EXERCISE REQUIREMENTS:
From the entries that follow, reproduce exactly and only the lines from the line with "whatever subscriber the" to the line with "usize, _error: &EvalError)", endpoints included.

SUPPLIED MATERIAL:
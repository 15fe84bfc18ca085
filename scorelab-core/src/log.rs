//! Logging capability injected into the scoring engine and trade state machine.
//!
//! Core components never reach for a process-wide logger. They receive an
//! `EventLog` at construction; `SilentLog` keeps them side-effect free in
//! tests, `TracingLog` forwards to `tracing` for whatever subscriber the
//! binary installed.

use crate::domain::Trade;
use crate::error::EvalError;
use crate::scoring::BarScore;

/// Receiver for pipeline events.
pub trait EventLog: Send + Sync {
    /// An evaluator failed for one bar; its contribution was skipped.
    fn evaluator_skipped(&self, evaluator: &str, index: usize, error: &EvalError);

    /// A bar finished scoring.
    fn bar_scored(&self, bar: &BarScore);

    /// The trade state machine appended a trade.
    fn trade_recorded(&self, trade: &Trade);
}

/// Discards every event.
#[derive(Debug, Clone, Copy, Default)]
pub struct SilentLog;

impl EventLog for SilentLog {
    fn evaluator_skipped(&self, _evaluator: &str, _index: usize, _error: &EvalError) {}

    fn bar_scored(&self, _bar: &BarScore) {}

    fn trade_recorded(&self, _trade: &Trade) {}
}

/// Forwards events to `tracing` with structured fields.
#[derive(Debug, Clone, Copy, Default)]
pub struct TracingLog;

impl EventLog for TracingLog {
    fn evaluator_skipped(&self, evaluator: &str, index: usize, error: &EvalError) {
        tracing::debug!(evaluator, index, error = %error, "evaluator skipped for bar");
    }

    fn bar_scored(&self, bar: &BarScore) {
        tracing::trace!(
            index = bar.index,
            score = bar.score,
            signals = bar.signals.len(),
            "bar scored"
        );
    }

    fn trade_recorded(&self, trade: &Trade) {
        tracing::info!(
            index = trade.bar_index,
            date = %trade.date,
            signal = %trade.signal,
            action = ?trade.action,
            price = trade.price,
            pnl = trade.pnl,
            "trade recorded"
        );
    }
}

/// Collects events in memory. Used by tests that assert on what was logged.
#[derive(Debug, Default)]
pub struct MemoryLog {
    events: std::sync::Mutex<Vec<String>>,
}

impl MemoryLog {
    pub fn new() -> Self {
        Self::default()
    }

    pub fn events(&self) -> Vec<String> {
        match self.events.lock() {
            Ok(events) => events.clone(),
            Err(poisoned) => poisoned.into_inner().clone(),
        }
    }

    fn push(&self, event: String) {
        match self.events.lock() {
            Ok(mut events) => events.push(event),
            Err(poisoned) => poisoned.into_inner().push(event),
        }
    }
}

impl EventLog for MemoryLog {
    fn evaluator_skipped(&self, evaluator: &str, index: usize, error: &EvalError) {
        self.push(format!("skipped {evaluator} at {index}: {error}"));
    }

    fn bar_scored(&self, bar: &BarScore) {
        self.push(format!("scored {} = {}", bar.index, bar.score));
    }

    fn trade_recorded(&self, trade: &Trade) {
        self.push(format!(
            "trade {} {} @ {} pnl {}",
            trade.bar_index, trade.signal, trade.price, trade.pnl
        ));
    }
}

EXERCISE RESULT:
//! tests, `TracingLog` forwards to `tracing` for whatever subscriber the
//! binary installed.

use crate::domain::Trade;
use crate::error::EvalError;
use crate::scoring::BarScore;

/// Receiver for pipeline events.
pub trait EventLog: Send + Sync {
    /// An evaluator failed for one bar; its contribution was skipped.
    fn evaluator_skipped(&self, evaluator: &str, index: usize, error: &EvalError);

    /// A bar finished scoring.
    fn bar_scored(&self, bar: &BarScore);

    /// The trade state machine appended a trade.
    fn trade_recorded(&self, trade: &Trade);
}

/// Discards every event.
#[derive(Debug, Clone, Copy, Default)]
pub struct SilentLog;

impl EventLog for SilentLog {
    fn evaluator_skipped(&self, _evaluator: &str, _index: usize, _error: &EvalError) {}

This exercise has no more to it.